┌─ DATA PROVIDED
//! UDP client endpoint (connected socket).

use std::net::SocketAddr;
use std::sync::atomic::{AtomicBool, Ordering};
use std::sync::Arc;

use parking_lot::Mutex;
use tokio::net::UdpSocket;
use tokio::sync::oneshot;

use super::config::{Datagram, SendStatus, UdpClientConfig};
use super::endpoint::{receive_loop, spawn_send_worker, OutgoingDatagram};
use super::state::UdpEndpointState;
use crate::buffer::BufferView;
use crate::cancel::CancelToken;
use crate::error::{NetError, Result};
use crate::queue::SendQueue;
use crate::signal::Signal;

struct UdpClientInner {
    state: UdpEndpointState,
    local_addr: Option<SocketAddr>,
    target: Option<SocketAddr>,
}

/// A UDP client over a connected socket.
///
/// The client resolves its target, connects the socket to the selected
/// address, and then exchanges datagrams one-to-one with socket calls;
/// the library adds no framing or reliability on top of UDP. Outgoing
/// datagrams flow through a bounded ordered send queue;
/// [`send`](Self::send) resolves to the true end-to-end [`SendStatus`]
/// of the write.
///
/// # Signals
///
/// - [`started`](Self::started) / [`stopped`](Self::stopped): engine lifecycle
/// - [`ready`](Self::ready): the socket is connected to the target
/// - [`datagram_received`](Self::datagram_received): a datagram arrived
/// - [`send_error`](Self::send_error): a short or failed send, as
///   `(bytes_sent, error)`
/// - [`error`](Self::error): resolution, bind or receive errors
pub struct UdpClient {
    config: UdpClientConfig,
    inner: Arc<Mutex<UdpClientInner>>,
    engine_cancel: Mutex<Option<CancelToken>>,
    queue: Arc<Mutex<Option<SendQueue<OutgoingDatagram>>>>,
    is_running: Arc<AtomicBool>,

    /// Signal emitted when the engine starts.
    pub started: Signal<()>,
    /// Signal emitted when the engine stops, after teardown.
    pub stopped: Signal<()>,
    /// Signal emitted once the socket is connected, with the target address.
    pub ready: Signal<SocketAddr>,
    /// Signal emitted on resolution, bind or receive errors.
    pub error: Signal<NetError>,
    /// Signal emitted when a datagram arrives.
    pub datagram_received: Signal<Datagram>,
    /// Signal emitted on a short or failed send: `(bytes_sent, error)`.
    pub send_error: Signal<(usize, Option<NetError>)>,
}

impl UdpClient {
    /// Create a new UDP client with the given configuration.
    pub fn new(config: UdpClientConfig) -> Self {
        Self {
            config,
            inner: Arc::new(Mutex::new(UdpClientInner {
                state: UdpEndpointState::Unbound,
                local_addr: None,
                target: None,
            })),
            engine_cancel: Mutex::new(None),
            queue: Arc::new(Mutex::new(None)),
            is_running: Arc::new(AtomicBool::new(false)),
            started: Signal::new(),
            stopped: Signal::new(),
            ready: Signal::new(),
            error: Signal::new(),
            datagram_received: Signal::new(),
            send_error: Signal::new(),
        }
    }

    /// Get the current endpoint state.
    pub fn state(&self) -> UdpEndpointState {
        self.inner.lock().state
    }

    /// Whether the socket is connected and processing datagrams.
    pub fn is_ready(&self) -> bool {
        self.inner.lock().state == UdpEndpointState::Bound
    }

    /// The local address after binding.
    pub fn local_addr(&self) -> Option<SocketAddr> {
        self.inner.lock().local_addr
    }

    /// The connected target address, once resolved.
    pub fn target_addr(&self) -> Option<SocketAddr> {
        self.inner.lock().target
    }

    /// Start the engine. Must be called within a tokio runtime.
    ///
    /// A no-op if already running.
    pub fn start(&self, cancel: &CancelToken) {
        if self.is_running.swap(true, Ordering::SeqCst) {
            return;
        }

        let engine = cancel.child();
        *self.engine_cancel.lock() = Some(engine.clone());

        let config = self.config.clone();
        let inner = self.inner.clone();
        let queue_slot = self.queue.clone();
        let is_running = self.is_running.clone();

        let started = self.started.clone();
        let stopped = self.stopped.clone();
        let ready = self.ready.clone();
        let error = self.error.clone();
        let datagram_received = self.datagram_received.clone();
        let send_error = self.send_error.clone();

        tokio::spawn(async move {
            inner.lock().state = UdpEndpointState::Binding;
            tracing::info!(target: "seine::udp", address = %config.address(), "udp client starting");
            started.emit(());

            Self::run(
                &config,
                &inner,
                &queue_slot,
                &engine,
                &ready,
                &error,
                &datagram_received,
                &send_error,
            )
            .await;

            if let Some(queue) = queue_slot.lock().take() {
                queue.complete();
            }
            {
                let mut guard = inner.lock();
                guard.state = UdpEndpointState::Closed;
                guard.local_addr = None;
                guard.target = None;
            }
            is_running.store(false, Ordering::SeqCst);
            stopped.emit(());
        });
    }

    #[allow(clippy::too_many_arguments)]
    async fn run(
        config: &UdpClientConfig,
        inner: &Arc<Mutex<UdpClientInner>>,
        queue_slot: &Arc<Mutex<Option<SendQueue<OutgoingDatagram>>>>,
        engine: &CancelToken,
        ready: &Signal<SocketAddr>,
        error: &Signal<NetError>,
        datagram_received: &Signal<Datagram>,
        send_error: &Signal<(usize, Option<NetError>)>,
    ) {
        let resolved: Vec<SocketAddr> = tokio::select! {
            _ = engine.cancelled() => return,
            res = tokio::net::lookup_host((config.host.as_str(), config.port)) => match res {
                Ok(addrs) => addrs.collect(),
                Err(e) => {
                    error.emit(NetError::Connection(format!(
                        "Failed to resolve {}: {}",
                        config.host, e
                    )));
                    return;
                }
            }
        };

        let target = match &config.select_address {
            Some(select) => select(&resolved).or_else(|| resolved.first().copied()),
            None => resolved.first().copied(),
        };
        let target = match target {
            Some(addr) => addr,
            None => {
                error.emit(NetError::Connection(format!(
                    "{} resolved to no addresses",
                    config.host
                )));
                return;
            }
        };

        let bind_addr = if target.is_ipv4() { "0.0.0.0:0" } else { "[::]:0" };
        let socket = match UdpSocket::bind(bind_addr).await {
            Ok(socket) => socket,
            Err(e) => {
                error.emit(NetError::Connection(format!("Failed to bind: {}", e)));
                return;
            }
        };

        if let Some(configure) = &config.configure_socket {
            configure(&socket);
        }

        if let Err(e) = socket.connect(target).await {
            error.emit(NetError::Connection(format!(
                "Failed to connect to {}: {}",
                target, e
            )));
            return;
        }

        let local_addr = socket.local_addr().ok();
        let socket = Arc::new(socket);

        *queue_slot.lock() = Some(spawn_send_worker(
            socket.clone(),
            config.max_send_queue,
            send_error.clone(),
        ));

        {
            let mut guard = inner.lock();
            guard.state = UdpEndpointState::Bound;
            guard.local_addr = local_addr;
            guard.target = Some(target);
        }
        tracing::debug!(target: "seine::udp", %target, "udp client ready");
        ready.emit(target);

        receive_loop(
            &socket,
            config.recv_buffer_size,
            engine,
            datagram_received,
            error,
        )
        .await;
    }

    /// Stop the engine.
    pub fn stop(&self) {
        if let Some(token) = self.engine_cancel.lock().as_ref() {
            token.cancel();
        }
    }

    /// Enqueue a datagram without waiting.
    ///
    /// Returns `false` when not ready or the queue refused the item.
    pub fn post(&self, data: impl Into<BufferView>) -> bool {
        let queue = match &*self.queue.lock() {
            Some(queue) => queue.clone(),
            None => return false,
        };
        let engine = match &*self.engine_cancel.lock() {
            Some(token) => token.clone(),
            None => return false,
        };
        queue.try_post(OutgoingDatagram {
            target: None,
            view: data.into(),
            cancel: engine,
            completion: None,
        })
    }

    /// Enqueue a datagram and await its end-to-end send status.
    ///
    /// Fails with [`NetError::QueueClosed`] if the endpoint is not
    /// running.
    pub async fn send(&self, data: impl Into<BufferView>) -> Result<SendStatus> {
        self.send_inner(data.into(), None).await
    }

    /// Like [`send`](Self::send), with a caller cancellation token.
    pub async fn send_with_cancel(
        &self,
        data: impl Into<BufferView>,
        cancel: &CancelToken,
    ) -> Result<SendStatus> {
        self.send_inner(data.into(), Some(cancel)).await
    }

    async fn send_inner(
        &self,
        view: BufferView,
        cancel: Option<&CancelToken>,
    ) -> Result<SendStatus> {
        let queue = match &*self.queue.lock() {
            Some(queue) => queue.clone(),
            None => return Err(NetError::QueueClosed),
        };
        let engine = match &*self.engine_cancel.lock() {
            Some(token) => token.clone(),
            None => return Err(NetError::QueueClosed),
        };

        let (tx, rx) = oneshot::channel();
        let item = OutgoingDatagram {
            target: None,
            view,
            cancel: cancel.cloned().unwrap_or_else(|| engine.clone()),
            completion: Some(tx),
        };

        if !queue.send(item, cancel, &engine).await? {
            return Ok(SendStatus::Cancelled);
        }
        Ok(rx.await.unwrap_or(SendStatus::Cancelled))
    }

    /// Get the host this client is configured to send to.
    pub fn host(&self) -> &str {
        &self.config.host
    }

    /// Get the port this client is configured to send to.
    pub fn port(&self) -> u16 {
        self.config.port
    }

    /// Get the full target address (host:port).
    pub fn address(&self) -> String {
        self.config.address()
    }
}

impl std::fmt::Debug for UdpClient {
    fn fmt(&self, f: &mut std::fmt::Formatter<'_>) -> std::fmt::Result {
        f.debug_struct("UdpClient")
            .field("address", &self.config.address())
            .field("state", &self.state())
            .finish()
    }
}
└─
→ **WORK ITEM**: Print the lines above from the one with "self.inner.lock().state == UdpEndpointState::Bound" through the one with "address, once resolved.", both included, exactly as written and nothing more.

→ **RESPONSE AREA**:
        self.inner.lock().state == UdpEndpointState::Bound
    }

    /// The local address after binding.
    pub fn local_addr(&self) -> Option<SocketAddr> {
        self.inner.lock().local_addr
    }

    /// The connected target address, once resolved.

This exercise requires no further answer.